Thing on LibraryThing: Russell Banks really knows how to tell a good story. On the surface, it’s about Bob Dubois and his downward spiral. Bob is a New Hampshire man who seems to have it all: a wife, two kids, a decent job, a house, a boat to take out on the weekends and even a girlfriend on the side. His problem: greed. He is a man who compares himself too often to the people around him: his brother, his best friend. He doesn’t let go of grudges or jealousies all that easily. Feeling like the man who has nothing to lose, he gives up everything to move to Florida for a “fresh start.” His tale is just the vessel for Banks to describe a society fueled by the overwhelming need for more and more. Excess is not enough. Bob soon learns the meaning of “good enough” when his life spins out of control.
One of my favorite parts is about halfway through the book, the two brothers, Bob and Eddie, are trying to have a conversation. Each one takes a turn to say something then the other responds. Only they aren’t talking about the same thing. Bob is trying to explain to Eddie that he (Eddie) needs to take away a handgun because Bob doesn’t understand himself anymore. He’s afraid of what would happen if the gun stays in his possession. Eddie responds that he has ulcers and his epilepsy has come back. Bob says he doesn’t want to kill anyone and Eddie reponds that he hates fukcing his wife.
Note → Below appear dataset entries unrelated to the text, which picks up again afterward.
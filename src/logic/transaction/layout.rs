//! Component Layout - Centralized Feature Definition
//!
//! **This file controls the transaction schema sent to the risk engine.**
//!
//! The engine reads exactly six principal components next to `Time` and
//! `Amount`. The order below is the storage order inside `FeatureVector`;
//! the wire format is keyed by name, so reordering is safe, but adding or
//! removing a component changes the contract with the engine.

use serde::{Deserialize, Serialize};
use std::fmt;
use std::str::FromStr;

use crate::error::ValidationError;

// ============================================================================
// COMPONENT LAYOUT (Authoritative source)
// ============================================================================

/// Number of principal components in a transaction
pub const COMPONENT_COUNT: usize = 6;

/// Component names in the order they are stored
pub const COMPONENT_LAYOUT: [&str; COMPONENT_COUNT] = ["V4", "V10", "V11", "V12", "V14", "V17"];

/// One of the six principal components the risk engine scores on
#[derive(Debug, Clone, Copy, PartialEq, Eq, Hash, Serialize, Deserialize)]
pub enum Component {
    V4,
    V10,
    V11,
    V12,
    V14,
    V17,
}

impl Component {
    pub const ALL: [Component; COMPONENT_COUNT] = [
        Component::V4,
        Component::V10,
        Component::V11,
        Component::V12,
        Component::V14,
        Component::V17,
    ];

    /// Storage index inside `FeatureVector`
    pub fn index(self) -> usize {
        match self {
            Component::V4 => 0,
            Component::V10 => 1,
            Component::V11 => 2,
            Component::V12 => 3,
            Component::V14 => 4,
            Component::V17 => 5,
        }
    }

    /// Wire name (`"V4"`, `"V10"`, ...)
    pub fn name(self) -> &'static str {
        COMPONENT_LAYOUT[self.index()]
    }

    /// Lookup by wire name, case-insensitive
    pub fn from_name(name: &str) -> Option<Self> {
        Self::ALL
            .into_iter()
            .find(|c| c.name().eq_ignore_ascii_case(name.trim()))
    }
}

impl fmt::Display for Component {
    fn fmt(&self, f: &mut fmt::Formatter<'_>) -> fmt::Result {
        f.write_str(self.name())
    }
}

// ============================================================================
// EDITABLE FIELDS
// ============================================================================

/// Any single editable field of a transaction
#[derive(Debug, Clone, Copy, PartialEq, Eq, Hash)]
pub enum Field {
    Time,
    Amount,
    Component(Component),
}

impl Field {
    /// All editable fields, in form order
    pub fn all() -> impl Iterator<Item = Field> {
        [Field::Time, Field::Amount]
            .into_iter()
            .chain(Component::ALL.into_iter().map(Field::Component))
    }

    pub fn name(self) -> &'static str {
        match self {
            Field::Time => "Time",
            Field::Amount => "Amount",
            Field::Component(c) => c.name(),
        }
    }
}

impl fmt::Display for Field {
    fn fmt(&self, f: &mut fmt::Formatter<'_>) -> fmt::Result {
        f.write_str(self.name())
    }
}

impl FromStr for Field {
    type Err = ValidationError;

    fn from_str(s: &str) -> Result<Self, Self::Err> {
        let name = s.trim();
        if name.eq_ignore_ascii_case("time") {
            Ok(Field::Time)
        } else if name.eq_ignore_ascii_case("amount") {
            Ok(Field::Amount)
        } else {
            Component::from_name(name)
                .map(Field::Component)
                .ok_or_else(|| ValidationError::UnknownField(s.to_string()))
        }
    }
}
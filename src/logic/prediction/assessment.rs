//! Assessment - the risk engine's verdict for one transaction

use serde::{Deserialize, Serialize};

use crate::error::ContractError;

#[derive(Debug, Clone, PartialEq, Serialize, Deserialize)]
pub struct Assessment {
    pub is_fraud: bool,
    /// Engine vocabulary, shown verbatim
    pub risk_level: String,
    /// Ensemble probability in [0, 1]
    pub fraud_probability: f64,
    pub details: AssessmentDetails,
}

#[derive(Debug, Clone, PartialEq, Serialize, Deserialize)]
pub struct AssessmentDetails {
    /// Supervised classifier probability in [0, 1]
    pub classifier_score: f64,
    /// Reconstruction error, unbounded
    pub anomaly_score: f64,
    /// Anomaly score scaled into [0, 1], when the engine reports it
    #[serde(default, skip_serializing_if = "Option::is_none")]
    pub normalized_anomaly: Option<f64>,
}

impl Assessment {
    /// Decode a 2xx body. Missing keys, wrong types and out-of-range scores
    /// are all contract violations.
    pub fn from_body(body: &[u8]) -> Result<Self, ContractError> {
        let assessment: Assessment =
            serde_json::from_slice(body).map_err(|e| ContractError::Malformed(e.to_string()))?;
        assessment.validate()?;
        Ok(assessment)
    }

    pub fn validate(&self) -> Result<(), ContractError> {
        unit_interval("fraud_probability", self.fraud_probability)?;
        unit_interval("details.classifier_score", self.details.classifier_score)?;

        let anomaly = self.details.anomaly_score;
        if !anomaly.is_finite() || anomaly < 0.0 {
            return Err(ContractError::OutOfRange {
                field: "details.anomaly_score",
                value: anomaly,
            });
        }

        if let Some(normalized) = self.details.normalized_anomaly {
            unit_interval("details.normalized_anomaly", normalized)?;
        }
        Ok(())
    }

    /// `fraud_probability` as a percentage
    pub fn fraud_percent(&self) -> f64 {
        self.fraud_probability * 100.0
    }

    /// `classifier_score` as a percentage
    pub fn classifier_percent(&self) -> f64 {
        self.details.classifier_score * 100.0
    }
}

fn unit_interval(field: &'static str, value: f64) -> Result<(), ContractError> {
    if (0.0..=1.0).contains(&value) {
        Ok(())
    } else {
        Err(ContractError::OutOfRange { field, value })
    }
}

#[cfg(test)]
mod tests {
    use super::*;

    const LOW_RISK: &str = r#"{
        "is_fraud": false,
        "risk_level": "Low",
        "fraud_probability": 0.01,
        "details": {"classifier_score": 0.02, "anomaly_score": 0.15}
    }"#;

    #[test]
    fn test_decode_low_risk() {
        let assessment = Assessment::from_body(LOW_RISK.as_bytes()).unwrap();
        assert!(!assessment.is_fraud);
        assert_eq!(assessment.risk_level, "Low");
        assert_eq!(assessment.details.normalized_anomaly, None);
        assert!((assessment.fraud_percent() - 1.0).abs() < 1e-9);
        assert!((assessment.classifier_percent() - 2.0).abs() < 1e-9);
    }

    #[test]
    fn test_decode_with_optional_and_unknown_keys() {
        let body = r#"{
            "fraud_probability": 0.91,
            "is_fraud": true,
            "risk_level": "CRITICAL",
            "details": {"classifier_score": 0.97, "anomaly_score": 0.0412, "normalized_anomaly": 1.0},
            "model_version": "resnet-4096"
        }"#;
        let assessment = Assessment::from_body(body.as_bytes()).unwrap();
        assert!(assessment.is_fraud);
        assert_eq!(assessment.details.normalized_anomaly, Some(1.0));
    }

    #[test]
    fn test_missing_field_is_contract_error() {
        let err = Assessment::from_body(br#"{"is_fraud": true}"#).unwrap_err();
        match err {
            ContractError::Malformed(msg) => assert!(msg.contains("missing field")),
            other => panic!("unexpected error: {:?}", other),
        }
    }

    #[test]
    fn test_mistyped_field_is_contract_error() {
        let body = r#"{
            "is_fraud": "no",
            "risk_level": "Low",
            "fraud_probability": 0.01,
            "details": {"classifier_score": 0.02, "anomaly_score": 0.15}
        }"#;
        assert!(matches!(
            Assessment::from_body(body.as_bytes()),
            Err(ContractError::Malformed(_))
        ));
    }

    #[test]
    fn test_out_of_range_scores() {
        let body = r#"{
            "is_fraud": true,
            "risk_level": "HIGH",
            "fraud_probability": 1.4,
            "details": {"classifier_score": 0.9, "anomaly_score": 0.2}
        }"#;
        assert!(matches!(
            Assessment::from_body(body.as_bytes()),
            Err(ContractError::OutOfRange { field: "fraud_probability", .. })
        ));

        let body = r#"{
            "is_fraud": false,
            "risk_level": "LOW",
            "fraud_probability": 0.1,
            "details": {"classifier_score": 0.1, "anomaly_score": -0.5}
        }"#;
        assert!(matches!(
            Assessment::from_body(body.as_bytes()),
            Err(ContractError::OutOfRange { field: "details.anomaly_score", .. })
        ));
    }

    #[test]
    fn test_non_json_body() {
        assert!(matches!(
            Assessment::from_body(b"<html>Bad Gateway</html>"),
            Err(ContractError::Malformed(_))
        ));
    }
}
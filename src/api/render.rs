//! Terminal rendering for vectors and outcomes

use crate::logic::prediction::RequestOutcome;
use crate::logic::report::RiskReport;
use crate::logic::transaction::FeatureVector;

pub fn print_vector(vector: &FeatureVector) {
    println!("Transaction Details");
    println!("  {:<8} {}", "Time", vector.time());
    println!("  {:<8} ${:.2}", "Amount", vector.amount());
    for (component, value) in vector.iter_components() {
        println!("  {:<8} {:>8.2}", component.name(), value);
    }
}

pub fn print_report(report: &RiskReport) {
    for line in report_lines(report) {
        println!("{}", line);
    }
}

pub fn report_lines(report: &RiskReport) -> Vec<String> {
    vec![
        format!("[{}] {}", report.badge, report.verdict),
        report.summary.to_string(),
        String::new(),
        format!("  {:<14} {}", "Score", report.score_label()),
        format!("  {:<14} {}", "Pattern Match", report.pattern_match_label()),
        format!("  {:<14} {}", "Outlier Index", report.outlier_index_label()),
    ]
}

pub fn print_outcome(outcome: &RequestOutcome) {
    for line in outcome_lines(outcome) {
        println!("{}", line);
    }
}

/// Stdout lines for an outcome. `Failed` has none: its reason is returned
/// as the command error and printed once by the caller.
pub fn outcome_lines(outcome: &RequestOutcome) -> Vec<String> {
    match outcome {
        RequestOutcome::NotStarted => vec!["Ready for analysis".to_string()],
        RequestOutcome::Pending => vec!["Analyzing risk...".to_string()],
        RequestOutcome::Succeeded(assessment) => report_lines(&RiskReport::from(assessment)),
        RequestOutcome::Failed(_) => Vec::new(),
    }
}

#[cfg(test)]
mod tests {
    use super::*;
    use crate::logic::prediction::Assessment;

    #[test]
    fn test_failed_outcome_renders_nothing() {
        let outcome = RequestOutcome::Failed(
            "Unable to reach the risk engine. Is the backend running?".to_string(),
        );
        assert!(outcome_lines(&outcome).is_empty());
    }

    #[test]
    fn test_succeeded_outcome_renders_report() {
        let body = br#"{
            "is_fraud": true,
            "risk_level": "HIGH",
            "fraud_probability": 0.97,
            "details": {"classifier_score": 0.97, "anomaly_score": 0.8}
        }"#;
        let assessment = Assessment::from_body(body).unwrap();
        let report = RiskReport::from(&assessment);

        let lines = outcome_lines(&RequestOutcome::Succeeded(assessment));
        assert_eq!(lines, report_lines(&report));
        assert!(lines[0].contains(&report.badge));
    }
}
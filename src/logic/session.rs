//! Session - single owner of the form and the prediction state
//!
//! The presentation layer reads snapshots or subscribes; it never holds the
//! state itself. Regenerating or resetting the form clears the outcome, and
//! any request still in flight is discarded.

use parking_lot::RwLock;
use std::future::Future;
use tokio::sync::watch;
use tracing::info;

use super::prediction::{EngineConfig, PredictionClient, RequestOutcome};
use super::transaction::{FeatureVector, Field, TransactionForm};
use crate::error::{TransportError, ValidationError};

pub struct Session {
    form: RwLock<TransactionForm>,
    client: PredictionClient,
}

impl Session {
    pub fn new(config: EngineConfig) -> Result<Self, TransportError> {
        Ok(Self::with_client(PredictionClient::new(config)?))
    }

    pub fn with_client(client: PredictionClient) -> Self {
        Self {
            form: RwLock::new(TransactionForm::new()),
            client,
        }
    }

    pub fn vector(&self) -> FeatureVector {
        self.form.read().snapshot()
    }

    pub fn outcome(&self) -> RequestOutcome {
        self.client.outcome()
    }

    pub fn subscribe(&self) -> watch::Receiver<RequestOutcome> {
        self.client.subscribe()
    }

    pub fn set_field(&self, field: Field, raw: &str) -> Result<FeatureVector, ValidationError> {
        self.form.write().set_field(field, raw)
    }

    pub fn set_field_by_name(&self, name: &str, raw: &str) -> Result<FeatureVector, ValidationError> {
        self.form.write().set_field_by_name(name, raw)
    }

    pub fn generate_legitimate_sample(&self) -> FeatureVector {
        let vector = self.form.write().generate_legitimate_sample();
        self.client.reset();
        info!(time = vector.time(), amount = vector.amount(), "Legitimate sample generated");
        vector
    }

    pub fn generate_anomalous_sample(&self) -> FeatureVector {
        let vector = self.form.write().generate_anomalous_sample();
        self.client.reset();
        info!(time = vector.time(), "Anomalous sample generated");
        vector
    }

    pub fn reset(&self) -> FeatureVector {
        let vector = self.form.write().reset();
        self.client.reset();
        vector
    }

    /// Freeze the current vector and submit it. `Pending` is visible as soon
    /// as this returns.
    pub fn submit(&self) -> impl Future<Output = RequestOutcome> + Send + '_ {
        let snapshot = self.vector();
        self.client.submit(snapshot)
    }
}

#[cfg(test)]
mod tests {
    use super::*;
    use crate::logic::test_support::{client_for, fixed_engine, low_risk_body, slow_engine, spawn_engine};
    use crate::logic::transaction::{Component, ANOMALOUS_COMPONENTS};
    use axum::http::StatusCode;
    use std::time::Duration;

    #[tokio::test]
    async fn test_generation_clears_outcome() {
        let url = spawn_engine(fixed_engine(StatusCode::OK, low_risk_body())).await;
        let session = Session::with_client(client_for(&url));

        let outcome = session.submit().await;
        assert!(outcome.assessment().is_some());
        assert_eq!(session.outcome(), outcome);

        session.generate_legitimate_sample();
        assert_eq!(session.outcome(), RequestOutcome::NotStarted);

        session.submit().await;
        session.generate_anomalous_sample();
        assert_eq!(session.outcome(), RequestOutcome::NotStarted);
        assert_eq!(*session.vector().components(), ANOMALOUS_COMPONENTS);
    }

    #[tokio::test]
    async fn test_regeneration_while_pending() {
        let url = spawn_engine(slow_engine(Duration::from_millis(200))).await;
        let session = Session::with_client(client_for(&url));

        let request = session.submit();
        assert!(session.outcome().is_pending());
        session.generate_anomalous_sample();
        request.await;

        assert_eq!(session.outcome(), RequestOutcome::NotStarted);
    }

    #[tokio::test]
    async fn test_submit_freezes_snapshot() {
        let url = spawn_engine(slow_engine(Duration::from_millis(50))).await;
        let session = Session::with_client(client_for(&url));

        let request = session.submit();
        session
            .set_field(Field::Component(Component::V4), "2.5")
            .unwrap();
        let outcome = request.await;

        // edits do not reset the outcome
        assert_eq!(session.outcome(), outcome);
        assert_eq!(session.vector().component(Component::V4), 2.5);
    }

    #[test]
    fn test_rejected_edit_reports_error() {
        let session = Session::with_client(client_for("http://127.0.0.1:9"));
        let before = session.vector();

        assert!(session.set_field_by_name("Amount", "1,000").is_err());
        assert_eq!(session.vector(), before);
    }
}
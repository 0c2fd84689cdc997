//! Feature Vector - The transaction under evaluation
//!
//! Components live in a fixed-size array indexed by `Component`, so the
//! key set can never grow or shrink. On the wire the vector is flattened to
//! `{"Time", "Amount", "V4", ..., "V17"}`.
//!
//! Fields are private: every public way to obtain a vector (`new`,
//! `with_field`, deserialization) rejects non-finite values and negative
//! `amount`, so a vector that exists is always safe to send.

use serde::{Deserialize, Serialize};

use super::layout::{Component, Field, COMPONENT_COUNT};
use crate::error::ValidationError;

/// Amount shown in a fresh form
pub const DEFAULT_AMOUNT: f64 = 2500.00;

#[derive(Debug, Clone, Copy, PartialEq, Serialize, Deserialize)]
#[serde(into = "WireTransaction", try_from = "WireTransaction")]
pub struct FeatureVector {
    time: u64,
    amount: f64,
    components: [f64; COMPONENT_COUNT],
}

impl FeatureVector {
    /// Validated constructor
    pub fn new(
        time: u64,
        amount: f64,
        components: [f64; COMPONENT_COUNT],
    ) -> Result<Self, ValidationError> {
        check_value(Field::Amount, amount)?;
        for component in Component::ALL {
            check_value(Field::Component(component), components[component.index()])?;
        }
        Ok(Self::new_unchecked(time, amount, components))
    }

    /// For values already known to be valid (generators, fixtures)
    pub(crate) fn new_unchecked(time: u64, amount: f64, components: [f64; COMPONENT_COUNT]) -> Self {
        Self {
            time,
            amount,
            components,
        }
    }

    /// Seconds since the reference epoch
    pub fn time(&self) -> u64 {
        self.time
    }

    /// Transaction amount, 2 decimals of meaning
    pub fn amount(&self) -> f64 {
        self.amount
    }

    pub fn component(&self, component: Component) -> f64 {
        self.components[component.index()]
    }

    /// Values in `COMPONENT_LAYOUT` order
    pub fn components(&self) -> &[f64; COMPONENT_COUNT] {
        &self.components
    }

    /// `(component, value)` pairs in layout order
    pub fn iter_components(&self) -> impl Iterator<Item = (Component, f64)> + '_ {
        Component::ALL.into_iter().map(|c| (c, self.component(c)))
    }

    /// Numeric value of any field, `time` widened to `f64`
    pub fn get(&self, field: Field) -> f64 {
        match field {
            Field::Time => self.time as f64,
            Field::Amount => self.amount,
            Field::Component(c) => self.component(c),
        }
    }

    /// Parse `raw` for `field` and return a new vector with only that field
    /// replaced. `self` is never touched, so a rejected edit keeps the prior
    /// valid value.
    pub fn with_field(&self, field: Field, raw: &str) -> Result<FeatureVector, ValidationError> {
        let value: f64 = raw.trim().parse().map_err(|_| ValidationError::NotANumber {
            field,
            raw: raw.to_string(),
        })?;
        check_value(field, value)?;

        let mut next = *self;
        match field {
            Field::Time => {
                if value.fract() != 0.0 {
                    return Err(ValidationError::NotWholeNumber { field, value });
                }
                // 2^64 and above do not fit
                if value >= u64::MAX as f64 {
                    return Err(ValidationError::OutOfRange { field, value });
                }
                next.time = value as u64;
            }
            Field::Amount => next.amount = value,
            Field::Component(c) => next.components[c.index()] = value,
        }
        Ok(next)
    }
}

/// Finite everywhere, non-negative for `time` and `amount`
fn check_value(field: Field, value: f64) -> Result<(), ValidationError> {
    if !value.is_finite() {
        return Err(ValidationError::NotFinite { field });
    }
    if matches!(field, Field::Time | Field::Amount) && value < 0.0 {
        return Err(ValidationError::Negative { field, value });
    }
    Ok(())
}

impl Default for FeatureVector {
    fn default() -> Self {
        Self::new_unchecked(0, DEFAULT_AMOUNT, [0.0; COMPONENT_COUNT])
    }
}

// ============================================================================
// WIRE FORMAT
// ============================================================================

/// Flattened JSON body expected by `POST /predict`
#[derive(Debug, Clone, Serialize, Deserialize)]
struct WireTransaction {
    #[serde(rename = "Time")]
    time: u64,
    #[serde(rename = "Amount")]
    amount: f64,
    #[serde(rename = "V4")]
    v4: f64,
    #[serde(rename = "V10")]
    v10: f64,
    #[serde(rename = "V11")]
    v11: f64,
    #[serde(rename = "V12")]
    v12: f64,
    #[serde(rename = "V14")]
    v14: f64,
    #[serde(rename = "V17")]
    v17: f64,
}

impl From<FeatureVector> for WireTransaction {
    fn from(vector: FeatureVector) -> Self {
        let [v4, v10, v11, v12, v14, v17] = vector.components;
        Self {
            time: vector.time,
            amount: vector.amount,
            v4,
            v10,
            v11,
            v12,
            v14,
            v17,
        }
    }
}

impl TryFrom<WireTransaction> for FeatureVector {
    type Error = ValidationError;

    fn try_from(wire: WireTransaction) -> Result<Self, Self::Error> {
        Self::new(
            wire.time,
            wire.amount,
            [wire.v4, wire.v10, wire.v11, wire.v12, wire.v14, wire.v17],
        )
    }
}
It’s comical and sad.

My favorite quotes:
“He’s never skied on water before; in fact, he’s never skied on any kind of surface, despite having been raised where people drive from cities hundreds of miles away just so they can spend a few hours careening down mountains on slats strapped to their feet” (p150). Having gone to school in “ski country” yet never skied, I can identify with this!
“She and her father never speak of the event again, not to each other and not to anyone else. There’s nothing to say about it to each other that is not already fully understood, so they remain silent about it, almost as if it never happened” (p 176). Can’t you just see this scene in a movie?
“There’s a mixture of passivity and will that he does not understand. They risk everything, their homes, their families, forsake all they know, and then strike out across the open sea for a place they’ve only heard about” (p 340). What struck me about this quote is where it’s coming from: Bob. Doesn’t he realize he’s just like them?

BookLust Twist: From More Book Lust and the chapter “It Was a Dark and Stormy Novel” (p 129). Pearl isn’t kidding. I’m surprised this hasn’t been made into a movie yet.